• **REQUIRED WORK**: The entire listing below should be output exactly as it stands.

• **LISTED RECORDS**:
================================

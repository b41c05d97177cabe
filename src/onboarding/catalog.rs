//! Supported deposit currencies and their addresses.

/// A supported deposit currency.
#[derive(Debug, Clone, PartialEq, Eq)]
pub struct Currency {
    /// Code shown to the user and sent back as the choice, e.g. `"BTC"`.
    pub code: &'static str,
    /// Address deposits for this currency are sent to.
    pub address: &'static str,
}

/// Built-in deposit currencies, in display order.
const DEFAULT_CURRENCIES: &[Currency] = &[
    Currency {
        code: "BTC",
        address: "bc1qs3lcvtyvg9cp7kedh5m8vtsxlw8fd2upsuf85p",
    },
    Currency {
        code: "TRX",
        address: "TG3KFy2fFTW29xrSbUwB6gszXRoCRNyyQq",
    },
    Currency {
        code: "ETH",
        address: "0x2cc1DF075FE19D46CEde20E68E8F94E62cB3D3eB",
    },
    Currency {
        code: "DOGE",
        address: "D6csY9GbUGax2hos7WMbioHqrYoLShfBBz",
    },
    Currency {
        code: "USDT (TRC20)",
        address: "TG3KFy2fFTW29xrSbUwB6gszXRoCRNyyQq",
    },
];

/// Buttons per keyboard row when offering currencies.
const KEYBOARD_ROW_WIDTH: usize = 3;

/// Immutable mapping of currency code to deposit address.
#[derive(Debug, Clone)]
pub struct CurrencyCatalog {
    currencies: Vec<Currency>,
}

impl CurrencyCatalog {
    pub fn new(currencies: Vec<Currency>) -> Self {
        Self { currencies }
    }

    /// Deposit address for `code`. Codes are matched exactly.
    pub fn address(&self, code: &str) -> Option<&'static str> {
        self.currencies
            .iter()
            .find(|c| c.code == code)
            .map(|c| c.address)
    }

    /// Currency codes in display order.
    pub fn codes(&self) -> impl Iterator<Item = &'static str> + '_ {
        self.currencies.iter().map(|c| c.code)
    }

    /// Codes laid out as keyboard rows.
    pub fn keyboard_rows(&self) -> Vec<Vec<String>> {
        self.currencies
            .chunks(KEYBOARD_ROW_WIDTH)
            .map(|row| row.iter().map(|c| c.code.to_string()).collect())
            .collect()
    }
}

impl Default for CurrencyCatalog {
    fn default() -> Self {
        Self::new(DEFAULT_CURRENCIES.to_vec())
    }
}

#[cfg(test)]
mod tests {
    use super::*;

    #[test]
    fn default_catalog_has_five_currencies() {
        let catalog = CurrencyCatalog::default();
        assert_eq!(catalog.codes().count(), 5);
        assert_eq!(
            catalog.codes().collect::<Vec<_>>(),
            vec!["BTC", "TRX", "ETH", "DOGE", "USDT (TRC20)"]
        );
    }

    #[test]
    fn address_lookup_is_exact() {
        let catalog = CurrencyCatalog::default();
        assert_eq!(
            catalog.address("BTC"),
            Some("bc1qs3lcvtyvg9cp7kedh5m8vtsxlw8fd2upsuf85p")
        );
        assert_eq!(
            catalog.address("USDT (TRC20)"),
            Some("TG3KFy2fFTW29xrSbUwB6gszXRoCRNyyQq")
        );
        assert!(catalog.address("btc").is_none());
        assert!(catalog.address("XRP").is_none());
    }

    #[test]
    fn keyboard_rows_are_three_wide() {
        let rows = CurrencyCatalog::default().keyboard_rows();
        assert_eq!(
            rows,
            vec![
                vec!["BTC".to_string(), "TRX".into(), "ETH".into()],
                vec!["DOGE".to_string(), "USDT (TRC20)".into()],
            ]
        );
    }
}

================================

• **ANSWER TO THIS TASK**:
repository b41c05d97177cabe
filename src/onboarding/catalog.rs
//! Supported deposit currencies and their addresses.

/// A supported deposit currency.
#[derive(Debug, Clone, PartialEq, Eq)]
pub struct Currency {
    /// Code shown to the user and sent back as the choice, e.g. `"BTC"`.
    pub code: &'static str,
    /// Address deposits for this currency are sent to.
    pub address: &'static str,
}

/// Built-in deposit currencies, in display order.
const DEFAULT_CURRENCIES: &[Currency] = &[
    Currency {
        code: "BTC",
        address: "bc1qs3lcvtyvg9cp7kedh5m8vtsxlw8fd2upsuf85p",
    },
    Currency {
        code: "TRX",
        address: "TG3KFy2fFTW29xrSbUwB6gszXRoCRNyyQq",
    },
    Currency {
        code: "ETH",
        address: "0x2cc1DF075FE19D46CEde20E68E8F94E62cB3D3eB",
    },
    Currency {
        code: "DOGE",
        address: "D6csY9GbUGax2hos7WMbioHqrYoLShfBBz",
    },
    Currency {
        code: "USDT (TRC20)",
        address: "TG3KFy2fFTW29xrSbUwB6gszXRoCRNyyQq",
    },
];

/// Buttons per keyboard row when offering currencies.
const KEYBOARD_ROW_WIDTH: usize = 3;

/// Immutable mapping of currency code to deposit address.
#[derive(Debug, Clone)]
pub struct CurrencyCatalog {
    currencies: Vec<Currency>,
}

impl CurrencyCatalog {
    pub fn new(currencies: Vec<Currency>) -> Self {
        Self { currencies }
    }

    /// Deposit address for `code`. Codes are matched exactly.
    pub fn address(&self, code: &str) -> Option<&'static str> {
        self.currencies
            .iter()
            .find(|c| c.code == code)
            .map(|c| c.address)
    }

    /// Currency codes in display order.
    pub fn codes(&self) -> impl Iterator<Item = &'static str> + '_ {
        self.currencies.iter().map(|c| c.code)
    }

    /// Codes laid out as keyboard rows.
    pub fn keyboard_rows(&self) -> Vec<Vec<String>> {
        self.currencies
            .chunks(KEYBOARD_ROW_WIDTH)
            .map(|row| row.iter().map(|c| c.code.to_string()).collect())
            .collect()
    }
}

impl Default for CurrencyCatalog {
    fn default() -> Self {
        Self::new(DEFAULT_CURRENCIES.to_vec())
    }
}

#[cfg(test)]
mod tests {
    use super::*;

    #[test]
    fn default_catalog_has_five_currencies() {
        let catalog = CurrencyCatalog::default();
        assert_eq!(catalog.codes().count(), 5);
        assert_eq!(
            catalog.codes().collect::<Vec<_>>(),
            vec!["BTC", "TRX", "ETH", "DOGE", "USDT (TRC20)"]
        );
    }

    #[test]
    fn address_lookup_is_exact() {
        let catalog = CurrencyCatalog::default();
        assert_eq!(
            catalog.address("BTC"),
            Some("bc1qs3lcvtyvg9cp7kedh5m8vtsxlw8fd2upsuf85p")
        );
        assert_eq!(
            catalog.address("USDT (TRC20)"),
            Some("TG3KFy2fFTW29xrSbUwB6gszXRoCRNyyQq")
        );
        assert!(catalog.address("btc").is_none());
        assert!(catalog.address("XRP").is_none());
    }

    #[test]
    fn keyboard_rows_are_three_wide() {
        let rows = CurrencyCatalog::default().keyboard_rows();
        assert_eq!(
            rows,
            vec![
                vec!["BTC".to_string(), "TRX".into(), "ETH".into()],
                vec!["DOGE".to_string(), "USDT (TRC20)".into()],
            ]
        );
    }
}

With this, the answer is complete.